* **Task brief**: Going line by line through the records below, count those containing the word "tracing", then give only the count.

* **Collected data entries**:
————

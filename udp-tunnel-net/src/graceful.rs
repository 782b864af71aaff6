//! Graceful shutdown coordination for relay tasks.

use std::time::Duration;

use tokio_util::sync::CancellationToken;
use tokio_util::task::TaskTracker;

/// Cancellation signal plus a tracker for every task spawned through it.
///
/// Accept loops select on [`Graceful::cancelled`]; per-session tasks are
/// spawned with [`Graceful::spawn`] so [`Graceful::shutdown`] can wait for
/// them to finish. Cloning is cheap and every clone shares the same state.
#[derive(Debug, Clone, Default)]
pub struct Graceful {
    cancel: CancellationToken,
    tracker: TaskTracker,
}

impl Graceful {
    pub fn new() -> Self {
        Self::default()
    }

    /// Spawn a task that shutdown will wait for.
    pub fn spawn<F>(&self, task: F) -> tokio::task::JoinHandle<F::Output>
    where
        F: std::future::Future + Send + 'static,
        F::Output: Send + 'static,
    {
        self.tracker.spawn(task)
    }

    /// Resolves once shutdown has been requested.
    pub async fn cancelled(&self) {
        self.cancel.cancelled().await
    }

    pub fn is_cancelled(&self) -> bool {
        self.cancel.is_cancelled()
    }

    /// Request shutdown without waiting for tasks. Idempotent.
    pub fn cancel(&self) {
        self.cancel.cancel();
    }

    /// Token that fires with this coordinator.
    pub fn token(&self) -> CancellationToken {
        self.cancel.clone()
    }

    /// Request shutdown and wait up to `grace` for tracked tasks.
    ///
    /// Returns `false` if tasks were still running when `grace` elapsed.
    pub async fn shutdown(&self, grace: Duration) -> bool {
        self.cancel.cancel();
        self.tracker.close();

        let in_flight = self.tracker.len();
        if in_flight > 0 {
            tracing::debug!("Waiting for {in_flight} in-flight sessions");
        }

        match tokio::time::timeout(grace, self.tracker.wait()).await {
            Ok(()) => true,
            Err(_) => {
                tracing::warn!(
                    "{} sessions still running after {:?}",
                    self.tracker.len(),
                    grace
                );
                false
            }
        }
    }
}
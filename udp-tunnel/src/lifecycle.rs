//! Supervision of the local side: run until told to stop, then clean up
//! the far side exactly once.
//!
//! The remote relay outlives the local `ssh` process, so stopping the local
//! side is a two step protocol driven from here:
//!
//! 1. ask the far host to kill the remote relay ([`Teardown::kill_remote`])
//! 2. remove the local temporary state ([`Teardown::remove_temp_state`])
//!
//! Both steps run from [`Lifecycle::cleanup`], which is guarded so that any
//! number of triggers (a burst of signals, the tunnel dying at the same
//! moment) run the sequence once. A failed remote kill is logged and does
//! not stop the local cleanup; it leaves a stray remote relay behind, which
//! is reported rather than hidden.

use std::future::Future;
use std::process::ExitStatus;
use std::time::Duration;

use tokio::sync::OnceCell;
use udp_tunnel_net::Graceful;

use crate::error::{LifecycleError, TeardownError};

/// What ended a supervised run.
#[derive(Debug, Clone, Copy, PartialEq, Eq)]
pub enum Termination {
    Interrupt,
    Terminate,
    Quit,
    Hangup,
    /// Shutdown requested in-process through [`Graceful::cancel`].
    Requested,
}

impl std::fmt::Display for Termination {
    fn fmt(&self, f: &mut std::fmt::Formatter<'_>) -> std::fmt::Result {
        match self {
            Termination::Interrupt => write!(f, "SIGINT"),
            Termination::Terminate => write!(f, "SIGTERM"),
            Termination::Quit => write!(f, "SIGQUIT"),
            Termination::Hangup => write!(f, "SIGHUP"),
            Termination::Requested => write!(f, "shutdown request"),
        }
    }
}

/// Handlers for every signal that should stop the local side.
///
/// Once registered, these signals no longer terminate the process by
/// default, for the rest of its life. Later deliveries while cleanup is
/// running are therefore absorbed instead of cutting it short.
#[cfg(unix)]
pub struct Signals {
    interrupt: tokio::signal::unix::Signal,
    terminate: tokio::signal::unix::Signal,
    quit: tokio::signal::unix::Signal,
    hangup: tokio::signal::unix::Signal,
}

#[cfg(unix)]
impl Signals {
    pub fn register() -> std::io::Result<Self> {
        use tokio::signal::unix::{SignalKind, signal};

        Ok(Self {
            interrupt: signal(SignalKind::interrupt())?,
            terminate: signal(SignalKind::terminate())?,
            quit: signal(SignalKind::quit())?,
            hangup: signal(SignalKind::hangup())?,
        })
    }

    /// Wait for the next termination signal.
    pub async fn recv(&mut self) -> Termination {
        tokio::select! {
            _ = self.interrupt.recv() => Termination::Interrupt,
            _ = self.terminate.recv() => Termination::Terminate,
            _ = self.quit.recv() => Termination::Quit,
            _ = self.hangup.recv() => Termination::Hangup,
        }
    }
}

#[cfg(not(unix))]
pub struct Signals;

#[cfg(not(unix))]
impl Signals {
    pub fn register() -> std::io::Result<Self> {
        Ok(Self)
    }

    pub async fn recv(&mut self) -> Termination {
        let _ = tokio::signal::ctrl_c().await;
        Termination::Interrupt
    }
}

/// Stop side of the tunnel.
#[async_trait::async_trait]
pub trait Teardown: Send + Sync {
    /// Kill the remote relay on the far host and wait for that to finish.
    async fn kill_remote(&self) -> Result<(), TeardownError>;

    /// Remove local temporary state. Must be safe to call more than once.
    fn remove_temp_state(&self) -> std::io::Result<()>;
}

/// Result of the one cleanup run.
#[derive(Debug, Clone, Copy, PartialEq, Eq)]
pub struct CleanupReport {
    pub remote_killed: bool,
    pub temp_removed: bool,
}

pub struct Lifecycle<T> {
    teardown: T,
    graceful: Graceful,
    grace: Duration,
    signal_settle: Duration,
    cleanup: OnceCell<CleanupReport>,
}

impl<T: Teardown> Lifecycle<T> {
    pub fn new(teardown: T, graceful: Graceful) -> Self {
        Self {
            teardown,
            graceful,
            grace: Duration::from_secs(2),
            signal_settle: Duration::from_millis(250),
            cleanup: OnceCell::new(),
        }
    }

    /// How long in-flight sessions get to finish before cleanup starts.
    pub fn with_grace(mut self, grace: Duration) -> Self {
        self.grace = grace;
        self
    }

    /// How long a tunnel exit waits for a termination signal that may be
    /// behind it.
    ///
    /// `ssh` shares the terminal's process group, so Ctrl-C or a hangup
    /// reaches it as well and it can exit just before our own handler
    /// wakes up. It stays in that group because it may need the terminal
    /// to ask for a password.
    pub fn with_signal_settle(mut self, settle: Duration) -> Self {
        self.signal_settle = settle;
        self
    }

    pub fn teardown(&self) -> &T {
        &self.teardown
    }

    /// Run the teardown sequence. Only the first call does any work; every
    /// caller, concurrent or later, gets the same report.
    pub async fn cleanup(&self) -> CleanupReport {
        *self.cleanup.get_or_init(|| self.run_cleanup()).await
    }

    async fn run_cleanup(&self) -> CleanupReport {
        let remote_killed = match self.teardown.kill_remote().await {
            Ok(()) => {
                tracing::info!("Remote relay stopped");
                true
            }
            Err(e) => {
                tracing::warn!("Could not stop remote relay, it may still be running: {e}");
                false
            }
        };

        let temp_removed = match self.teardown.remove_temp_state() {
            Ok(()) => true,
            Err(e) => {
                tracing::warn!("Failed to remove temporary state: {e}");
                false
            }
        };

        CleanupReport {
            remote_killed,
            temp_removed,
        }
    }

    /// Supervise `relay` until it stops, the tunnel exits, or `termination`
    /// fires; then shut the relay down and clean up.
    ///
    /// A signal is a normal end and returns `Ok`. The tunnel going away on
    /// its own, or the relay failing, returns an error, after cleanup.
    pub async fn run<R, X, S>(
        &self,
        relay: R,
        tunnel_exit: X,
        termination: S,
    ) -> Result<Termination, LifecycleError>
    where
        R: Future<Output = std::io::Result<()>>,
        X: Future<Output = std::io::Result<ExitStatus>>,
        S: Future<Output = Termination>,
    {
        tokio::pin!(termination);

        let outcome = tokio::select! {
            biased;

            termination = &mut termination => {
                tracing::info!("Received {termination}, shutting down");
                Ok(termination)
            }
            status = tunnel_exit => {
                match tokio::time::timeout(self.signal_settle, &mut termination).await {
                    Ok(termination) => {
                        tracing::info!("Received {termination}, shutting down");
                        Ok(termination)
                    }
                    Err(_) => {
                        let status = match status {
                            Ok(status) => status.to_string(),
                            Err(e) => e.to_string(),
                        };
                        tracing::error!("Tunnel exited: {status}");
                        Err(LifecycleError::TunnelExited { status })
                    }
                }
            }
            result = relay => match result {
                Ok(()) => Ok(Termination::Requested),
                Err(source) => {
                    tracing::error!("Relay failed: {source}");
                    Err(LifecycleError::Relay { source })
                }
            },
        };

        self.graceful.shutdown(self.grace).await;
        let report = self.cleanup().await;
        tracing::debug!("Cleanup finished: {report:?}");

        outcome
    }
}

————

* **Completed task**: 10